Cristián Viñales SJ: «Dignidad: un rugido desde lo profundo»

Allí estábamos, sentados en la cuneta saboreando unas papas rellenas regaladas por los colombianos de la esquina. Christofer por fin sonreía y se veía más tranquilo, aunque su rostro aún certificaba el paso de las lágrimas, la tierra y el sudor. En su cabeza, por cierto, coronaba un enorme chichón rojo, que combinaba perfecto con su polerón.

-¿Entremos a la casa a ver el partido?  Le propuse.

El niño, retoma la tristeza y usando esos inmensos ojos negros, infalibles, me aborda sin darme oportunidad.

-¿Tío, usted se puede sentar conmigo para que los demás no me molesten?

El silencio nos acogió al entrar. Allí estaban todos, otrora agresores del niño, hipnotizados viendo el partido. Nos tuvimos que sentar en el sillón malo, el que me hacía doler la espalda. Christofer, no hizo ademan en mirar la tele, simplemente se acomodó en mi hombro y se dispuso a dormir. No había pasado mucho y ya sentía los suspiros como suaves ronroneos que me iban fragilizando lentamente. No tardé en reconocer una burbuja punzante vagando en mi garganta, pues era yo, quien ya tenía ganas de terminar el día y fantaseaba con estar viendo el futbol cerveza en mano con los amigos, era yo, quien podría dejar de ir al Hogar cuando quisiera, era yo, en ese momento, el único garante de su dulce reposar.

El partido terminó empatado, fue terrible, Chile quedó definitivamente eliminado. Los niños más afectados, entre gritos y garabatos mostraron el descontento, pero la mayoría ya había abandonado el estadio improvisado. Era tarde, los chiquillos tenían clases al día siguiente. El rostro de Christofer, figuraba estampado en mi hombro, lo desacoplé como pude e intenté recuperar la sensibilidad perdida, tomé al niño con cuidado y junto a su tutor lo cargamos al dormitorio, le quitó las zapatillas con luces y lo tendió en la cama, mientras yo con un paño húmedo, sin mucho éxito, intentaba limpiarle manos y rostro, sin reparar en aquello que se comenzaba a revelar.

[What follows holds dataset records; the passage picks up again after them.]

//! Normalized, render-ready representation of a CV.
//!
//! The outline is built fresh for every export call. It fixes section
//! order, applies the skip-if-empty rule, resolves labels and runs every
//! free-text field through the normalizer, so renderers only decide on
//! markup and geometry.

use crate::model::{Certification, Cv, CvData, Education, Experience, SectionLabels};

use super::dates::{format_date_range_with, DEFAULT_PRESENT_LABEL};
use super::normalize::{
    degree_with_field, join_non_empty, label_or, label_value, normalize_description,
    with_location, CONTACT_SEPARATOR, HEADER_SEPARATOR,
};

/// The sections of a résumé, in rendering order.
#[derive(Debug, Clone, Copy, PartialEq, Eq, Hash)]
pub enum SectionKind {
    Summary,
    Skills,
    Experience,
    Education,
    Languages,
    Certifications,
}

impl SectionKind {
    /// Fixed order in which sections are emitted.
    pub const ORDER: [SectionKind; 6] = [
        SectionKind::Summary,
        SectionKind::Skills,
        SectionKind::Experience,
        SectionKind::Education,
        SectionKind::Languages,
        SectionKind::Certifications,
    ];

    /// Built-in heading text.
    pub fn default_label(self) -> &'static str {
        match self {
            SectionKind::Summary => "Summary",
            SectionKind::Skills => "Skills",
            SectionKind::Experience => "Professional Experience",
            SectionKind::Education => "Education",
            SectionKind::Languages => "Languages",
            SectionKind::Certifications => "Certifications",
        }
    }

    /// Heading text, honoring a non-blank caller override.
    pub fn label<'a>(self, labels: Option<&'a SectionLabels>) -> &'a str {
        let custom = labels.map(|l| match self {
            SectionKind::Summary => l.summary.as_str(),
            SectionKind::Skills => l.skills.as_str(),
            SectionKind::Experience => l.experience.as_str(),
            SectionKind::Education => l.education.as_str(),
            SectionKind::Languages => l.languages.as_str(),
            SectionKind::Certifications => l.certifications.as_str(),
        });
        label_or(custom.unwrap_or(""), self.default_label())
    }
}

/// Name, professional title and contact line.
#[derive(Debug, Clone, Default, PartialEq, Eq)]
pub struct Header {
    /// Full name, or the CV title when no name is set
    pub name: String,
    pub professional_title: Option<String>,
    pub contact: Option<String>,
}

/// A bullet line: optional emphasized lead followed by text.
#[derive(Debug, Clone, PartialEq, Eq)]
pub struct BulletLine {
    /// Emphasized prefix (a skill category); may be empty
    pub lead: String,
    pub text: String,
}

impl BulletLine {
    /// Bullet without a lead.
    pub fn plain(text: impl Into<String>) -> Self {
        Self {
            lead: String::new(),
            text: text.into(),
        }
    }

    /// The full line as displayed, `lead: text` when a lead is present.
    pub fn display(&self) -> String {
        label_value(&self.lead, &self.text)
    }
}

/// A titled entry: a position, degree or certification.
#[derive(Debug, Clone, Default, PartialEq, Eq)]
pub struct Entry {
    /// Composed header line; may be empty
    pub header: String,
    /// Date caption; `None` when the line must be omitted
    pub date: Option<String>,
    /// Normalized description bullets
    pub bullets: Vec<String>,
    /// Description rendered as a paragraph rather than bullets
    pub description: Option<String>,
}

/// One item inside a section body.
#[derive(Debug, Clone, PartialEq, Eq)]
pub enum SectionItem {
    Paragraph(String),
    Bullet(BulletLine),
    Entry(Entry),
}

/// A non-empty section with its resolved heading.
#[derive(Debug, Clone, PartialEq, Eq)]
pub struct Section {
    pub kind: SectionKind,
    pub heading: String,
    pub items: Vec<SectionItem>,
}

/// The full normalized résumé.
#[derive(Debug, Clone, Default, PartialEq, Eq)]
pub struct ResumeOutline {
    pub header: Header,
    pub sections: Vec<Section>,
}

impl ResumeOutline {
    /// Build the outline for a CV record.
    pub fn build(cv: &Cv) -> Self {
        let data = &cv.data;
        let labels = data.labels.as_ref();

        let sections = SectionKind::ORDER
            .iter()
            .filter_map(|&kind| {
                let items = section_items(kind, data);
                if items.is_empty() {
                    return None;
                }
                Some(Section {
                    kind,
                    heading: kind.label(labels).to_string(),
                    items,
                })
            })
            .collect();

        Self {
            header: build_header(cv),
            sections,
        }
    }

    /// Section headings in emission order.
    pub fn headings(&self) -> Vec<&str> {
        self.sections.iter().map(|s| s.heading.as_str()).collect()
    }

    /// Find a section by kind.
    pub fn section(&self, kind: SectionKind) -> Option<&Section> {
        self.sections.iter().find(|s| s.kind == kind)
    }
}

fn build_header(cv: &Cv) -> Header {
    let personal = &cv.data.personal;

    let name = personal.full_name();
    let name = if name.is_empty() {
        cv.title.clone()
    } else {
        name
    };

    let contact = join_non_empty(
        [
            personal.email.as_str(),
            personal.phone.as_str(),
            personal.linkedin.as_str(),
            personal.website.as_str(),
            personal.location.as_str(),
        ],
        CONTACT_SEPARATOR,
    );

    Header {
        name,
        professional_title: non_empty(&personal.title),
        contact: non_empty(&contact),
    }
}

fn section_items(kind: SectionKind, data: &CvData) -> Vec<SectionItem> {
    match kind {
        SectionKind::Summary => match non_empty(data.summary.trim()) {
            Some(summary) => vec![SectionItem::Paragraph(summary)],
            None => Vec::new(),
        },
        SectionKind::Skills => data
            .skills
            .iter()
            .map(|group| {
                SectionItem::Bullet(BulletLine {
                    lead: group.category.clone(),
                    text: group.items.join(", "),
                })
            })
            .collect(),
        SectionKind::Experience => {
            let present = present_label(data.labels.as_ref());
            data.experience
                .iter()
                .map(|exp| SectionItem::Entry(experience_entry(exp, present)))
                .collect()
        }
        SectionKind::Education => data
            .education
            .iter()
            .map(|edu| SectionItem::Entry(education_entry(edu)))
            .collect(),
        SectionKind::Languages => data
            .languages
            .iter()
            .map(|lang| {
                SectionItem::Bullet(BulletLine::plain(label_value(
                    &lang.language,
                    &lang.proficiency,
                )))
            })
            .collect(),
        SectionKind::Certifications => data
            .certifications
            .iter()
            .map(|cert| SectionItem::Entry(certification_entry(cert)))
            .collect(),
    }
}

fn present_label(labels: Option<&SectionLabels>) -> &str {
    label_or(
        labels.map(|l| l.present.as_str()).unwrap_or(""),
        DEFAULT_PRESENT_LABEL,
    )
}

fn experience_entry(exp: &Experience, present: &str) -> Entry {
    let header = join_non_empty([exp.title.as_str(), exp.company.as_str()], HEADER_SEPARATOR);
    Entry {
        header: with_location(header, &exp.location),
        date: non_empty(&format_date_range_with(
            &exp.start_date,
            &exp.end_date,
            exp.current,
            present,
        )),
        bullets: normalize_description(&exp.description),
        description: None,
    }
}

fn education_entry(edu: &Education) -> Entry {
    let degree = degree_with_field(&edu.degree, &edu.field);
    Entry {
        header: join_non_empty([degree.as_str(), edu.institution.as_str()], HEADER_SEPARATOR),
        date: non_empty(&format_date_range_with(
            &edu.start_date,
            &edu.end_date,
            false,
            DEFAULT_PRESENT_LABEL,
        )),
        bullets: Vec::new(),
        description: non_empty(edu.description.trim()),
    }
}

fn certification_entry(cert: &Certification) -> Entry {
    Entry {
        header: join_non_empty([cert.name.as_str(), cert.issuer.as_str()], HEADER_SEPARATOR),
        date: non_empty(&cert.date),
        bullets: Vec::new(),
        description: None,
    }
}

fn non_empty(value: &str) -> Option<String> {
    if value.is_empty() {
        None
    } else {
        Some(value.to_string())
    }
}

Lo miré dormir, como intentando despedirme, por un segundo sentí lastima de él, lo reconozco. Entonces, sucedió algo extraordinario, lentamente esa, que era su miseria, transparentó mi vergüenza. Mientras más lo veía, más corporal se hacia la incomodidad. La inocencia de sus suspiros, se comenzó a escuchar como desafiantes rugidos, era el más feroz animal retando a muerte mi desesperanza. Por un instante que hoy entiendo eterno, pude sentir el poderío de su rostro secretamente enfrentándome, yo estaba paralizado, no podía dejar de observarlo y viéndolo a él, me contemplaba a mí y a todos los demás. Era lejano e íntimo, vulnerable y poderoso, común y propio, infinito y pura humanidad.

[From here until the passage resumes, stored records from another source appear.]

//! JSON exporter implementation.

use crate::error::Result;
use crate::model::Cv;
use crate::render::{cv_to_json, walk, ExportOptions, ExportStats, ResumeOutline};

use super::{DocumentExporter, ExportFormat, ExportResult};

/// JSON exporter.
///
/// Writes the CV as an export document stamped with the export time.
#[derive(Debug, Clone, Default)]
pub struct JsonExporter {
    _private: (),
}

impl JsonExporter {
    /// Create a new JSON exporter.
    pub fn new() -> Self {
        Self { _private: () }
    }
}

impl DocumentExporter for JsonExporter {
    fn format(&self) -> ExportFormat {
        ExportFormat::Json
    }

    fn name(&self) -> &str {
        "json"
    }

    fn export(&self, cv: &Cv, options: &ExportOptions) -> Result<ExportResult> {
        let json = cv_to_json(cv, options.export_time(), options.json_format)?;
        let result = ExportResult::new(cv, ExportFormat::Json, json.into_bytes());

        if !options.collect_stats {
            return Ok(result);
        }
        let mut stats = ExportStats::new();
        walk(&ResumeOutline::build(cv), &mut stats);
        Ok(result.with_stats(stats))
    }

    fn supported_extensions(&self) -> &[&str] {
        &["json"]
    }
}
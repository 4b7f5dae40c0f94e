//! CV data model.
//!
//! These types mirror the JSON documents stored by the surrounding
//! application. Every field defaults when absent so partially filled
//! records deserialize cleanly; the export engine treats them as
//! read-only input for the duration of one call.

mod cv;
mod export;
mod style;

pub use cv::{Certification, Cv, CvData, Education, Experience, Language, PersonalInfo, SkillGroup};
pub use export::{CvExport, CvVersion};
pub use style::{FontStyle, Rgb, SectionLabels, StyleConfig};

use serde::{Deserialize, Deserializer};

/// Deserialize a field that may be explicitly `null`, using its default.
///
/// Producers that serialize unset lists as `null` would otherwise be
/// rejected by a plain `Vec<T>` field.
pub(crate) fn null_as_default<'de, D, T>(deserializer: D) -> Result<T, D::Error>
where
    D: Deserializer<'de>,
    T: Deserialize<'de> + Default,
{
    Ok(Option::<T>::deserialize(deserializer)?.unwrap_or_default())
}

Intentando comprender lo experimentado aquella tarde, logré aventurar tres teorías: En primer lugar, quizás pude ver y oír el alma de Christofer, como si por algunos segundos él niño hubiese transparentado su esencia. Tal vez fue una epifanía personal y yo contemplé a Dios mismo en ese niño, esta sería mi segunda teoría. Finalmente, recordé lo que alguna vez leí:  La palabra “dignidad”, encuentra su origen en el latín “dignitas”, utilizado mayoritariamente en la Roma imperial para referirse a aquello propio de un dignatario, cuestión que le permitía gozar de los beneficios y potestades de ser representante del Imperio, de alguna manera la grandeza del Imperio Romano estaba en ese sujeto.  Sin descartar, más bien integrando las otras teorías, aposté por la Dignidad. Quizás Christofer se me manifestó como dignatario del misterio humano. Me ayuda pensarlo así, no precisamente porque alguien le haya otorgado tal dignidad (o sí), sino porque siéndole tan íntima, evocaba algo más allá de él, siéndole propia, estoy seguro que era superación de su individualidad e infundía respeto o tal vez temor, como buen dignatario.

Los días pasaron y yo seguí dándole vuelta a este asunto. Ya no buscaba una cosa como propia del niño, sino aquello en la experiencia que remitía a mí, pues me entregó algo novedoso o develó algo oculto, que misteriosamente me era autentico. Ese rostro que me había hecho sentir profundamente frágil, se transformó también en memorial de mi propia vulnerabilidad y tuve la sospecha de que aquello que entendí como dignidad en Christofer, también estaba en mí, lo sentí y él me lo había revelado.

Lo recordé en mi hombro, hombro extraño y transitorio, renové la incomodidad atorada y volví a atender esa melodía permanente, el eco de sus rugidos, una y otra vez. Entendí finalmente en mí, un vínculo esencial con Christofer y en él con toda la humanidad: En su rostro, su rugido y mi garganta, había una palabra secreta, una petición sagrada depositada en mí sin esfuerzo y en un lenguaje extrañamente universal: ¡Cuídame! ¡No me dañes! ¡QUIERO VIVIR! Fueron algunos intentos de traducción. Ahora, que recibí esta palabra, creo que no puedo dejar de oírla, quererla, temerle y aunque muchas veces le falle, ella sigue latiendo allí, en mí, en otros niños, en los más viejos y en las calles de mi ciudad.